No one pays me to watch Scandinavian TV. With more than 400 scripted shows a year to watch in the U.S., I'm goofing off every time I click on a series with subtitles and Nordic accents.

Steven Van Zandt in a scene from Netflix's "Lilyhammer."
Steven Van Zandt in a scene from Netflix's "Lilyhammer."Read moreNetflix

No one pays me to watch Scandinavian TV.

With more than 400 scripted shows a year to watch in the U.S., I'm goofing off every time I click on a series with subtitles and Nordic accents.

But I can't help myself.

It's not just fear of missing out, although I hated waiting for the U.S. remake of Forbrydelsen, which here became AMC's The Killing, only to be told the Danish original was better.

What we don't get in a remake are the differences in the way societies view everything from marriage to murder. Even armchair travel makes me see the world from another angle.

Looking for something from a cooler climate to help you through the latest heat wave? Here are 10 shows to consider:

1. Borgen. How do you say "spin doctor" in Danish?

Spindoktor, of course.

That's one thing I learned from Borgen, a Danish series that became a craze among American TV critics when only KCET, a non-PBS public station in Los Angeles, and the satellite network Link TV were carrying it in the U.S.

After catching a few episodes that streamed on Link TV's website and some more on screeners it sent to critics, I bought the rest on DVD, something I almost never do. It's that good.

Sidse Babett Knudsen (A Hologram for the King) stars as Birgitte Nyborg Christensen, who becomes the fictional first female prime minister of Denmark after an election in which refugees are a pivotal issue.

Don't worry: Borgen, which premiered in Denmark in 2010, isn't remotely like the real-life drama playing here now.

Borgen, whose title comes from the nickname for the palace that houses Denmark's government, chronicles a public figure's loss of innocence and some soap-worthy private shenanigans while offering a college-level course in parliamentary politics.

Recommended for: Fans of The West Wing.

Where to find it: Apple iTunes (first episode is free), DVD.

2. Occupied. When TV depicts an invasion of the U.S., it's usually by extraterrestrials (Falling Skies, Colony).

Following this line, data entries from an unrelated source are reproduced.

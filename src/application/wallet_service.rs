use uuid::Uuid;

use crate::db::DbPool;
use crate::domain::errors::DomainError;
use crate::domain::wallet::{WalletSummary, WalletTransactionView};
use crate::infrastructure::wallet_ledger;

pub const DEFAULT_PAGE_SIZE: i64 = 20;
const MAX_PAGE_SIZE: i64 = 100;

#[derive(Clone)]
pub struct WalletService {
    pool: DbPool,
}

impl WalletService {
    pub fn new(pool: DbPool) -> Self {
        Self { pool }
    }

    /// Balance plus the most recent movements.
    pub fn summary(&self, user_id: Uuid) -> Result<WalletSummary, DomainError> {
        let mut conn = self.pool.get()?;
        Ok(WalletSummary {
            user_id,
            balance: wallet_ledger::balance(&mut conn, user_id)?,
            transactions: wallet_ledger::transactions(&mut conn, user_id, DEFAULT_PAGE_SIZE, 0)?,
        })
    }

    /// One page of movements, newest first. `page` starts at 1.
    pub fn transactions(
        &self,
        user_id: Uuid,
        page: i64,
        limit: i64,
    ) -> Result<Vec<WalletTransactionView>, DomainError> {
        if page < 1 || !(1..=MAX_PAGE_SIZE).contains(&limit) {
            return Err(DomainError::InvalidInput(format!(
                "page must be >= 1 and limit within 1..={}",
                MAX_PAGE_SIZE
            )));
        }
        let mut conn = self.pool.get()?;
        wallet_ledger::transactions(&mut conn, user_id, limit, (page - 1) * limit)
    }
}
#[cfg(test)]
mod tests {
    use chrono::Duration;
    use diesel::prelude::*;

    use super::*;
    use crate::application::checkout::Checkout;
    use crate::domain::order::{CheckoutLine, CheckoutRequest, OrderOwner};
    use crate::domain::stock::StockCounters;
    use crate::infrastructure::test_support::{
        dec, outbox_events, product_counters, seed_affiliate, seed_coupon, seed_product, setup_db,
    };
    use crate::schema::{affiliate_commissions, coupons};

    fn place(pool: &DbPool, owner: OrderOwner, lines: &[(Uuid, i32)], use_wallet: bool) -> String {
        place_with(pool, EngineSettings::default(), owner, lines, use_wallet, None)
    }

    fn place_with(
        pool: &DbPool,
        settings: EngineSettings,
        owner: OrderOwner,
        lines: &[(Uuid, i32)],
        use_wallet: bool,
        coupon_code: Option<&str>,
    ) -> String {
        Checkout::new(pool.clone(), settings)
            .place(CheckoutRequest {
                owner,
                lines: lines
                    .iter()
                    .map(|&(product_id, quantity)| CheckoutLine {
                        product_id,
                        sku_id: None,
                        quantity,
                    })
                    .collect(),
                coupon_code: coupon_code.map(str::to_string),
                affiliate_code: None,
                use_wallet,
            })
            .expect("checkout")
            .order_no
    }

    fn pay(pool: &DbPool, order_no: &str, amount: &str) -> bool {
        let mut conn = pool.get().expect("conn");
        conn.transaction::<_, DomainError, _>(|conn| {
            let order = order_repo::lock_by_no(conn, order_no)?;
            mark_paid(conn, &EngineSettings::default(), &order, &dec(amount), Utc::now())
        })
        .expect("mark paid")
    }

    fn fund(pool: &DbPool, user_id: Uuid, amount: &str) {
        let mut conn = pool.get().expect("conn");
        wallet_ledger::credit(
            &mut conn,
            Posting {
                user_id,
                amount: dec(amount),
                txn_type: WalletTxnType::Adjustment,
                reference: &format!("seed:{}", Uuid::new_v4()),
                order_id: None,
                remark: None,
            },
        )
        .expect("fund wallet");
    }

    #[tokio::test]
    async fn manual_order_runs_from_payment_to_completion() {
        let (_container, pool) = setup_db().await;
        let lifecycle = OrderLifecycle::new(pool.clone(), EngineSettings::default());
        let mut conn = pool.get().expect("conn");
        let product = seed_product(&mut conn, "manual", 5, "10.00");
        let order_no = place(&pool, OrderOwner::User(Uuid::new_v4()), &[(product, 2)], false);
        assert_eq!(product_counters(&mut conn, product), StockCounters::new(3, 2, 0));

        assert!(pay(&pool, &order_no, "20.00"));
        assert!(!pay(&pool, &order_no, "20.00"));
        assert_eq!(product_counters(&mut conn, product), StockCounters::new(3, 0, 2));
        let view = lifecycle.get(&order_no).unwrap();
        assert_eq!(view.status, OrderStatus::Fulfilling);
        assert_eq!(view.online_paid_amount, dec("20.00"));

        assert!(lifecycle.deliver_manual(&order_no, "Account: demo / pw", Some("ops")).unwrap());
        assert!(!lifecycle.deliver_manual(&order_no, "again", None).unwrap());
        let view = lifecycle.get(&order_no).unwrap();
        assert_eq!(view.status, OrderStatus::Delivered);
        assert_eq!(view.fulfillment.as_deref(), Some("Account: demo / pw"));

        assert!(lifecycle.confirm_receipt(&order_no).unwrap());
        assert_eq!(lifecycle.get(&order_no).unwrap().status, OrderStatus::Completed);

        let events = outbox_events(&mut conn, view.id);
        for expected in ["OrderCreated", "OrderPaid", "OrderDelivered", "OrderCompleted"] {
            assert!(events.iter().any(|e| e == expected), "missing {}", expected);
        }
    }

    #[tokio::test]
    async fn cancel_releases_stock_coupon_and_wallet() {
        let (_container, pool) = setup_db().await;
        let lifecycle = OrderLifecycle::new(pool.clone(), EngineSettings::default());
        let mut conn = pool.get().expect("conn");
        let user = Uuid::new_v4();
        let product = seed_product(&mut conn, "manual", 5, "10.00");
        seed_coupon(&mut conn, "ONE-OFF", "fixed", "1.00", 1, None);
        fund(&pool, user, "4.00");

        let order_no = place_with(
            &pool,
            EngineSettings::default(),
            OrderOwner::User(user),
            &[(product, 1)],
            true,
            Some("ONE-OFF"),
        );
        assert_eq!(wallet_ledger::balance(&mut conn, user).unwrap(), BigDecimal::zero());

        assert!(lifecycle.cancel(&order_no).unwrap());
        assert!(!lifecycle.cancel(&order_no).unwrap());

        let view = lifecycle.get(&order_no).unwrap();
        assert_eq!(view.status, OrderStatus::Canceled);
        assert_eq!(view.refunded_amount, dec("4.00"));
        assert_eq!(product_counters(&mut conn, product), StockCounters::new(5, 0, 0));
        assert_eq!(wallet_ledger::balance(&mut conn, user).unwrap(), dec("4.00"));
        let used: i32 = coupons::table
            .filter(coupons::code.eq("ONE-OFF"))
            .select(coupons::used_count)
            .first(&mut conn)
            .unwrap();
        assert_eq!(used, 0);

        // A canceled order can no longer be paid.
        assert!(!pay(&pool, &order_no, "5.00"));
    }

    #[tokio::test]
    async fn expire_waits_for_the_deadline() {
        let (_container, pool) = setup_db().await;
        let mut conn = pool.get().expect("conn");
        let product = seed_product(&mut conn, "auto", 0, "5.00");
        secret_pool::import(&mut conn, product, None, ["K-1", "K-2"]).unwrap();

        let live = place(&pool, OrderOwner::User(Uuid::new_v4()), &[(product, 1)], false);
        let stale_settings = EngineSettings {
            order_ttl: Duration::minutes(-1),
            ..EngineSettings::default()
        };
        let stale = place_with(
            &pool,
            stale_settings,
            OrderOwner::User(Uuid::new_v4()),
            &[(product, 1)],
            false,
            None,
        );
        assert_eq!(secret_pool::count_available(&mut conn, product, None).unwrap(), 0);

        let lifecycle = OrderLifecycle::new(pool.clone(), EngineSettings::default());
        let live = lifecycle.get(&live).unwrap();
        let stale = lifecycle.get(&stale).unwrap();
        assert!(!lifecycle.expire(live.id).unwrap());
        assert!(lifecycle.expire(stale.id).unwrap());
        assert!(!lifecycle.expire(stale.id).unwrap());

        assert_eq!(lifecycle.get(&stale.order_no).unwrap().status, OrderStatus::Expired);
        assert_eq!(secret_pool::count_available(&mut conn, product, None).unwrap(), 1);
        assert!(outbox_events(&mut conn, stale.id).iter().any(|e| e == "OrderExpired"));
    }

    #[tokio::test]
    async fn split_order_is_partially_delivered_until_every_child_is() {
        let (_container, pool) = setup_db().await;
        let lifecycle = OrderLifecycle::new(pool.clone(), EngineSettings::default());
        let mut conn = pool.get().expect("conn");
        let auto = seed_product(&mut conn, "auto", 0, "5.00");
        let manual = seed_product(&mut conn, "manual", 3, "7.00");
        secret_pool::import(&mut conn, auto, None, ["CODE-A", "CODE-B"]).unwrap();

        let order_no = place(&pool, OrderOwner::User(Uuid::new_v4()), &[(auto, 2), (manual, 1)], false);
        assert!(pay(&pool, &order_no, "17.00"));

        let view = lifecycle.get(&order_no).unwrap();
        assert_eq!(view.status, OrderStatus::PartiallyDelivered);
        assert_eq!(view.children.len(), 2);
        let auto_child = &view.children[0];
        let manual_child = &view.children[1];
        assert_eq!(auto_child.status, OrderStatus::Delivered);
        let mut codes: Vec<&str> = auto_child.fulfillment.as_deref().unwrap().lines().collect();
        codes.sort_unstable();
        assert_eq!(codes, vec!["CODE-A", "CODE-B"]);
        assert_eq!(manual_child.status, OrderStatus::Fulfilling);

        assert!(matches!(
            lifecycle.deliver_manual(&order_no, "x", None),
            Err(DomainError::InvalidInput(_))
        ));
        assert!(lifecycle.deliver_manual(&manual_child.order_no, "done", None).unwrap());
        assert_eq!(lifecycle.get(&order_no).unwrap().status, OrderStatus::Delivered);

        assert!(lifecycle.confirm_receipt(&order_no).unwrap());
        let view = lifecycle.get(&order_no).unwrap();
        assert!(view.children.iter().all(|c| c.status == OrderStatus::Completed));
    }

    #[tokio::test]
    async fn refund_credits_wallet_and_rejects_commission() {
        let (_container, pool) = setup_db().await;
        let lifecycle = OrderLifecycle::new(pool.clone(), EngineSettings::default());
        let mut conn = pool.get().expect("conn");
        let buyer = Uuid::new_v4();
        let product = seed_product(&mut conn, "manual", -1, "10.00");
        let profile = seed_affiliate(&mut conn, Uuid::new_v4(), "REF1", "10");

        let order_no = Checkout::new(pool.clone(), EngineSettings::default())
            .place(CheckoutRequest {
                owner: OrderOwner::User(buyer),
                lines: vec![CheckoutLine {
                    product_id: product,
                    sku_id: None,
                    quantity: 1,
                }],
                coupon_code: None,
                affiliate_code: Some("REF1".into()),
                use_wallet: false,
            })
            .unwrap()
            .order_no;
        assert!(pay(&pool, &order_no, "10.00"));

        let commission: String = affiliate_commissions::table
            .filter(affiliate_commissions::profile_id.eq(profile))
            .select(affiliate_commissions::status)
            .first(&mut conn)
            .unwrap();
        assert_eq!(commission, "pending_confirm");

        assert!(matches!(
            lifecycle.refund(&order_no, Some(dec("10.01"))),
            Err(DomainError::InvalidInput(_))
        ));
        assert!(lifecycle.refund(&order_no, None).unwrap());
        assert!(!lifecycle.refund(&order_no, None).unwrap());

        let view = lifecycle.get(&order_no).unwrap();
        assert_eq!(view.status, OrderStatus::Refunded);
        assert_eq!(view.refunded_amount, dec("10.00"));
        assert_eq!(wallet_ledger::balance(&mut conn, buyer).unwrap(), dec("10.00"));
        let commission: String = affiliate_commissions::table
            .filter(affiliate_commissions::profile_id.eq(profile))
            .select(affiliate_commissions::status)
            .first(&mut conn)
            .unwrap();
        assert_eq!(commission, "rejected");
    }

    #[tokio::test]
    async fn unpaid_order_cannot_be_delivered_or_refunded() {
        let (_container, pool) = setup_db().await;
        let lifecycle = OrderLifecycle::new(pool.clone(), EngineSettings::default());
        let mut conn = pool.get().expect("conn");
        let product = seed_product(&mut conn, "manual", 2, "10.00");
        let order_no = place(&pool, OrderOwner::User(Uuid::new_v4()), &[(product, 1)], false);

        assert!(!lifecycle.deliver_manual(&order_no, "early", None).unwrap());
        assert!(!lifecycle.refund(&order_no, None).unwrap());
        assert!(!lifecycle.confirm_receipt(&order_no).unwrap());
        assert!(matches!(
            lifecycle.deliver_manual(&order_no, "  ", None),
            Err(DomainError::InvalidInput(_))
        ));
        assert!(matches!(lifecycle.get("O-missing"), Err(DomainError::NotFound(_))));
    }

    #[tokio::test]
    async fn guest_access_needs_matching_email_and_password() {
        let (_container, pool) = setup_db().await;
        let lifecycle = OrderLifecycle::new(pool.clone(), EngineSettings::default());
        let mut conn = pool.get().expect("conn");
        let product = seed_product(&mut conn, "manual", -1, "1.00");
        let order_no = place(
            &pool,
            OrderOwner::Guest {
                email: "guest@example.com".into(),
                password: "s3cret!".into(),
            },
            &[(product, 1)],
            false,
        );

        assert!(lifecycle
            .verify_guest_access(&order_no, "GUEST@example.com", "s3cret!")
            .is_ok());
        assert!(matches!(
            lifecycle.verify_guest_access(&order_no, "guest@example.com", "wrong"),
            Err(DomainError::NotFound(_))
        ));
        assert!(matches!(
            lifecycle.verify_guest_access(&order_no, "other@example.com", "s3cret!"),
            Err(DomainError::NotFound(_))
        ));
    }

    #[tokio::test]
    async fn manual_form_attaches_to_item() {
        let (_container, pool) = setup_db().await;
        let lifecycle = OrderLifecycle::new(pool.clone(), EngineSettings::default());
        let mut conn = pool.get().expect("conn");
        let product = seed_product(&mut conn, "manual", -1, "1.00");
        let order_no = place(&pool, OrderOwner::User(Uuid::new_v4()), &[(product, 1)], false);
        let item_id = lifecycle.get(&order_no).unwrap().items[0].id;

        lifecycle
            .submit_manual_form(&order_no, item_id, json!({ "account": "player-1" }))
            .unwrap();
        let stored = order_repo::items(&mut conn, lifecycle.get(&order_no).unwrap().id).unwrap();
        assert_eq!(stored[0].manual_form_data, Some(json!({ "account": "player-1" })));

        assert!(matches!(
            lifecycle.submit_manual_form(&order_no, Uuid::new_v4(), json!({})),
            Err(DomainError::NotFound(_))
        ));
    }
}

This taut drama from Norway, which turns on a takeover of that nation by neighboring Russia in a near-future scenario involving oil, may be speculative fiction (the idea's credited to novelist Jo Nesbø), but it's hardly sci-fi.

Henrik Mestad stars as Prime Minister Jesper Berg, whose plan to fight climate change by abandoning oil production in favor of an alternative form of energy meets with major pushback, triggering a coercive but ostensibly peaceful occupation as Russia moves to keep the oil flowing.

Recommended for: John le Carré fans.

Where to find it: Netflix.

3. Dicte. No one's more critical of shows about journalism than journalists, but this Danish show about a newspaper crime reporter named Dicte Svendsen (Iben Hjejle) gets a lot right.

Dicte, a divorced single mother, is more Nancy Drew than most news people I know. But the pressure to do more, more, more, with less, less, less?

That rings a bell.

Hjejle's Dicte channels many great reporters, the kind who drive their editors - and the people they cover - crazy, and without whom we'd know far less about the world we live in.

Recommended for: News junkies, anyone who loved the reporters in Spotlight.

Where to find it: Netflix.

4. Fortitude. British-made, filmed in Iceland, and set in a fictional community in Arctic Norway called Fortitude, this eerie mystery runs hot and very, very cold.

In the first season, Stanley Tucci (The Hunger Games) plays a London police inspector whose arrival coincides with the discovery of a murder. What's he doing in Fortitude? Are the people more or less dangerous than the polar bears? And what's up with the mammoth carcass? The scenery is spectacular, the storytelling stomach-churning.

Recommended for: Viewers who can't wait for winter.

Where to find it: Amazon Prime.

5. The Lava Field. I'm only halfway through this four-episode Icelandic mystery, but the strange, potentially deadly landscape of its title fascinates me.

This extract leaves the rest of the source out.